Saved data entries
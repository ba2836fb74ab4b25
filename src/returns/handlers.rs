use axum::{
    extract::{
        rejection::{PathRejection, QueryRejection},
        DefaultBodyLimit, Path, Query, State,
    },
    http::{header, StatusCode},
    routing::get,
    Json, Router,
};
use tracing::instrument;

use crate::{
    auth::AuthUser,
    error::AppResult,
    returns::{
        dto::{ListQuery, ReturnResponse, ReturnSubmission},
        services,
    },
    state::AppState,
};

pub fn return_routes(max_body_bytes: usize) -> Router<AppState> {
    Router::new()
        .route("/returns", get(list_returns).post(create_return))
        .route("/returns/:id", get(get_return))
        .layer(DefaultBodyLimit::max(max_body_bytes))
}

/// POST /returns, multipart `description` + `image` file, or JSON with a data-URI `image`.
#[instrument(skip(state, submission), fields(caller = %user.id))]
pub async fn create_return(
    State(state): State<AppState>,
    user: AuthUser,
    submission: ReturnSubmission,
) -> AppResult<(StatusCode, [(header::HeaderName, String); 1], Json<ReturnResponse>)> {
    let record = services::create_return(&state, &user, submission).await?;
    let location = format!("/api/returns/{}", record.return_id);
    Ok((
        StatusCode::CREATED,
        [(header::LOCATION, location)],
        Json(record.into()),
    ))
}

#[instrument(skip(state, query), fields(caller = %user.id))]
pub async fn list_returns(
    State(state): State<AppState>,
    user: AuthUser,
    query: Result<Query<ListQuery>, QueryRejection>,
) -> AppResult<Json<Vec<ReturnResponse>>> {
    let Query(query) = query?;
    let records = services::list_returns(&state, &user, query.user_id).await?;
    Ok(Json(records.into_iter().map(ReturnResponse::from).collect()))
}

#[instrument(skip(state, id), fields(caller = %user.id))]
pub async fn get_return(
    State(state): State<AppState>,
    user: AuthUser,
    id: Result<Path<i64>, PathRejection>,
) -> AppResult<Json<ReturnResponse>> {
    let Path(return_id) = id?;
    let record = services::get_return(&state, &user, return_id).await?;
    Ok(Json(record.into()))
}
use std::path::{Component, Path, PathBuf};

use anyhow::Context;
use async_trait::async_trait;
use bytes::Bytes;
use tokio::io::AsyncWriteExt;

/// Where uploaded return images end up.
#[async_trait]
pub trait StorageClient: Send + Sync {
    async fn put_object(&self, key: &str, body: Bytes, content_type: &str) -> anyhow::Result<()>;
    async fn delete_object(&self, key: &str) -> anyhow::Result<()>;
    /// Stable URL the stored object is served from.
    fn public_url(&self, key: &str) -> String;
}

/// Files on local disk, served by the `/uploads` static route.
#[derive(Clone, Debug)]
pub struct LocalStorage {
    root: PathBuf,
    base_url: String,
}

impl LocalStorage {
    /// Creates `root` if missing. `base_url` is the public origin, e.g. `http://host:8080`.
    pub async fn new(root: impl Into<PathBuf>, base_url: &str) -> anyhow::Result<Self> {
        let root = root.into();
        tokio::fs::create_dir_all(&root)
            .await
            .with_context(|| format!("create upload dir {}", root.display()))?;
        Ok(Self {
            root,
            base_url: base_url.trim_end_matches('/').to_string(),
        })
    }

    fn path_for(&self, key: &str) -> anyhow::Result<PathBuf> {
        let rel = Path::new(key);
        let safe = rel
            .components()
            .all(|c| matches!(c, Component::Normal(_)));
        anyhow::ensure!(safe && !key.is_empty(), "invalid object key {:?}", key);
        Ok(self.root.join(rel))
    }
}

#[async_trait]
impl StorageClient for LocalStorage {
    async fn put_object(&self, key: &str, body: Bytes, content_type: &str) -> anyhow::Result<()> {
        let path = self.path_for(key)?;
        if let Some(parent) = path.parent() {
            tokio::fs::create_dir_all(parent)
                .await
                .with_context(|| format!("create dir {}", parent.display()))?;
        }

        let written = write_file(&path, &body).await;
        if let Err(e) = written {
            // never leave a partial upload behind
            let _ = tokio::fs::remove_file(&path).await;
            return Err(e.context(format!("write object {}", key)));
        }

        tracing::debug!(key, content_type, bytes = body.len(), "object stored");
        Ok(())
    }

    async fn delete_object(&self, key: &str) -> anyhow::Result<()> {
        let path = self.path_for(key)?;
        match tokio::fs::remove_file(&path).await {
            Ok(()) => Ok(()),
            Err(e) if e.kind() == std::io::ErrorKind::NotFound => Ok(()),
            Err(e) => Err(e).with_context(|| format!("delete object {}", key)),
        }
    }

    fn public_url(&self, key: &str) -> String {
        format!("{}/uploads/{}", self.base_url, key)
    }
}

async fn write_file(path: &Path, body: &[u8]) -> anyhow::Result<()> {
    let mut file = tokio::fs::File::create(path).await?;
    file.write_all(body).await?;
    file.flush().await?;
    file.sync_all().await?;
    Ok(())
}

#[cfg(test)]
mod tests {
    use super::*;

    #[tokio::test]
    async fn put_then_delete_object() {
        let dir = tempfile::tempdir().unwrap();
        let storage = LocalStorage::new(dir.path(), "http://localhost:8080/")
            .await
            .unwrap();

        storage
            .put_object("returns/a.png", Bytes::from_static(b"png"), "image/png")
            .await
            .unwrap();
        let on_disk = tokio::fs::read(dir.path().join("returns/a.png")).await.unwrap();
        assert_eq!(on_disk, b"png");

        storage.delete_object("returns/a.png").await.unwrap();
        assert!(!dir.path().join("returns/a.png").exists());
        // deleting twice is fine
        storage.delete_object("returns/a.png").await.unwrap();
    }

    #[tokio::test]
    async fn failed_write_leaves_no_object_behind() {
        let dir = tempfile::tempdir().unwrap();
        let storage = LocalStorage::new(dir.path(), "http://h").await.unwrap();
        // the key's path is already taken by a directory, so the write fails
        std::fs::create_dir_all(dir.path().join("returns/taken.png/inner")).unwrap();

        let err = storage
            .put_object("returns/taken.png", Bytes::from_static(b"png"), "image/png")
            .await
            .unwrap_err();
        assert!(err.to_string().contains("write object returns/taken.png"));
        assert!(dir.path().join("returns/taken.png").is_dir());

        // a fresh key next to it still works and nothing partial remains
        storage
            .put_object("returns/ok.png", Bytes::from_static(b"png"), "image/png")
            .await
            .unwrap();
        let mut names: Vec<_> = std::fs::read_dir(dir.path().join("returns"))
            .unwrap()
            .map(|e| e.unwrap().file_name().into_string().unwrap())
            .collect();
        names.sort();
        assert_eq!(names, ["ok.png", "taken.png"]);
    }

    #[tokio::test]
    async fn public_url_uses_uploads_prefix() {
        let dir = tempfile::tempdir().unwrap();
        let storage = LocalStorage::new(dir.path(), "http://example.test/").await.unwrap();
        assert_eq!(
            storage.public_url("returns/x.jpg"),
            "http://example.test/uploads/returns/x.jpg"
        );
    }

    #[tokio::test]
    async fn rejects_keys_escaping_root() {
        let dir = tempfile::tempdir().unwrap();
        let storage = LocalStorage::new(dir.path(), "http://h").await.unwrap();
        let err = storage
            .put_object("../evil.png", Bytes::from_static(b"x"), "image/png")
            .await
            .unwrap_err();
        assert!(err.to_string().contains("invalid object key"));
    }
}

* **THE TASK**: An exact, complete copy of the records is the expected answer.

* **SOLUTION TO THIS PROBLEM**:
repository ba2836fb74ab4b25
filename src/returns/handlers.rs
use axum::{
    extract::{
        rejection::{PathRejection, QueryRejection},
        DefaultBodyLimit, Path, Query, State,
    },
    http::{header, StatusCode},
    routing::get,
    Json, Router,
};
use tracing::instrument;

use crate::{
    auth::AuthUser,
    error::AppResult,
    returns::{
        dto::{ListQuery, ReturnResponse, ReturnSubmission},
        services,
    },
    state::AppState,
};

pub fn return_routes(max_body_bytes: usize) -> Router<AppState> {
    Router::new()
        .route("/returns", get(list_returns).post(create_return))
        .route("/returns/:id", get(get_return))
        .layer(DefaultBodyLimit::max(max_body_bytes))
}

/// POST /returns, multipart `description` + `image` file, or JSON with a data-URI `image`.
#[instrument(skip(state, submission), fields(caller = %user.id))]
pub async fn create_return(
    State(state): State<AppState>,
    user: AuthUser,
    submission: ReturnSubmission,
) -> AppResult<(StatusCode, [(header::HeaderName, String); 1], Json<ReturnResponse>)> {
    let record = services::create_return(&state, &user, submission).await?;
    let location = format!("/api/returns/{}", record.return_id);
    Ok((
        StatusCode::CREATED,
        [(header::LOCATION, location)],
        Json(record.into()),
    ))
}

#[instrument(skip(state, query), fields(caller = %user.id))]
pub async fn list_returns(
    State(state): State<AppState>,
    user: AuthUser,
    query: Result<Query<ListQuery>, QueryRejection>,
) -> AppResult<Json<Vec<ReturnResponse>>> {
    let Query(query) = query?;
    let records = services::list_returns(&state, &user, query.user_id).await?;
    Ok(Json(records.into_iter().map(ReturnResponse::from).collect()))
}

#[instrument(skip(state, id), fields(caller = %user.id))]
pub async fn get_return(
    State(state): State<AppState>,
    user: AuthUser,
    id: Result<Path<i64>, PathRejection>,
) -> AppResult<Json<ReturnResponse>> {
    let Path(return_id) = id?;
    let record = services::get_return(&state, &user, return_id).await?;
    Ok(Json(record.into()))
}
use std::path::{Component, Path, PathBuf};

use anyhow::Context;
use async_trait::async_trait;
use bytes::Bytes;
use tokio::io::AsyncWriteExt;

/// Where uploaded return images end up.
#[async_trait]
pub trait StorageClient: Send + Sync {
    async fn put_object(&self, key: &str, body: Bytes, content_type: &str) -> anyhow::Result<()>;
    async fn delete_object(&self, key: &str) -> anyhow::Result<()>;
    /// Stable URL the stored object is served from.
    fn public_url(&self, key: &str) -> String;
}

/// Files on local disk, served by the `/uploads` static route.
#[derive(Clone, Debug)]
pub struct LocalStorage {
    root: PathBuf,
    base_url: String,
}

impl LocalStorage {
    /// Creates `root` if missing. `base_url` is the public origin, e.g. `http://host:8080`.
    pub async fn new(root: impl Into<PathBuf>, base_url: &str) -> anyhow::Result<Self> {
        let root = root.into();
        tokio::fs::create_dir_all(&root)
            .await
            .with_context(|| format!("create upload dir {}", root.display()))?;
        Ok(Self {
            root,
            base_url: base_url.trim_end_matches('/').to_string(),
        })
    }

    fn path_for(&self, key: &str) -> anyhow::Result<PathBuf> {
        let rel = Path::new(key);
        let safe = rel
            .components()
            .all(|c| matches!(c, Component::Normal(_)));
        anyhow::ensure!(safe && !key.is_empty(), "invalid object key {:?}", key);
        Ok(self.root.join(rel))
    }
}

#[async_trait]
impl StorageClient for LocalStorage {
    async fn put_object(&self, key: &str, body: Bytes, content_type: &str) -> anyhow::Result<()> {
        let path = self.path_for(key)?;
        if let Some(parent) = path.parent() {
            tokio::fs::create_dir_all(parent)
                .await
                .with_context(|| format!("create dir {}", parent.display()))?;
        }

        let written = write_file(&path, &body).await;
        if let Err(e) = written {
            // never leave a partial upload behind
            let _ = tokio::fs::remove_file(&path).await;
            return Err(e.context(format!("write object {}", key)));
        }

        tracing::debug!(key, content_type, bytes = body.len(), "object stored");
        Ok(())
    }

    async fn delete_object(&self, key: &str) -> anyhow::Result<()> {
        let path = self.path_for(key)?;
        match tokio::fs::remove_file(&path).await {
            Ok(()) => Ok(()),
            Err(e) if e.kind() == std::io::ErrorKind::NotFound => Ok(()),
            Err(e) => Err(e).with_context(|| format!("delete object {}", key)),
        }
    }

    fn public_url(&self, key: &str) -> String {
        format!("{}/uploads/{}", self.base_url, key)
    }
}

async fn write_file(path: &Path, body: &[u8]) -> anyhow::Result<()> {
    let mut file = tokio::fs::File::create(path).await?;
    file.write_all(body).await?;
    file.flush().await?;
    file.sync_all().await?;
    Ok(())
}

#[cfg(test)]
mod tests {
    use super::*;

    #[tokio::test]
    async fn put_then_delete_object() {
        let dir = tempfile::tempdir().unwrap();
        let storage = LocalStorage::new(dir.path(), "http://localhost:8080/")
            .await
            .unwrap();

        storage
            .put_object("returns/a.png", Bytes::from_static(b"png"), "image/png")
            .await
            .unwrap();
        let on_disk = tokio::fs::read(dir.path().join("returns/a.png")).await.unwrap();
        assert_eq!(on_disk, b"png");

        storage.delete_object("returns/a.png").await.unwrap();
        assert!(!dir.path().join("returns/a.png").exists());
        // deleting twice is fine
        storage.delete_object("returns/a.png").await.unwrap();
    }

    #[tokio::test]
    async fn failed_write_leaves_no_object_behind() {
        let dir = tempfile::tempdir().unwrap();
        let storage = LocalStorage::new(dir.path(), "http://h").await.unwrap();
        // the key's path is already taken by a directory, so the write fails
        std::fs::create_dir_all(dir.path().join("returns/taken.png/inner")).unwrap();

        let err = storage
            .put_object("returns/taken.png", Bytes::from_static(b"png"), "image/png")
            .await
            .unwrap_err();
        assert!(err.to_string().contains("write object returns/taken.png"));
        assert!(dir.path().join("returns/taken.png").is_dir());

        // a fresh key next to it still works and nothing partial remains
        storage
            .put_object("returns/ok.png", Bytes::from_static(b"png"), "image/png")
            .await
            .unwrap();
        let mut names: Vec<_> = std::fs::read_dir(dir.path().join("returns"))
            .unwrap()
            .map(|e| e.unwrap().file_name().into_string().unwrap())
            .collect();
        names.sort();
        assert_eq!(names, ["ok.png", "taken.png"]);
    }

    #[tokio::test]
    async fn public_url_uses_uploads_prefix() {
        let dir = tempfile::tempdir().unwrap();
        let storage = LocalStorage::new(dir.path(), "http://example.test/").await.unwrap();
        assert_eq!(
            storage.public_url("returns/x.jpg"),
            "http://example.test/uploads/returns/x.jpg"
        );
    }

    #[tokio::test]
    async fn rejects_keys_escaping_root() {
        let dir = tempfile::tempdir().unwrap();
        let storage = LocalStorage::new(dir.path(), "http://h").await.unwrap();
        let err = storage
            .put_object("../evil.png", Bytes::from_static(b"x"), "image/png")
            .await
            .unwrap_err();
        assert!(err.to_string().contains("invalid object key"));
    }
}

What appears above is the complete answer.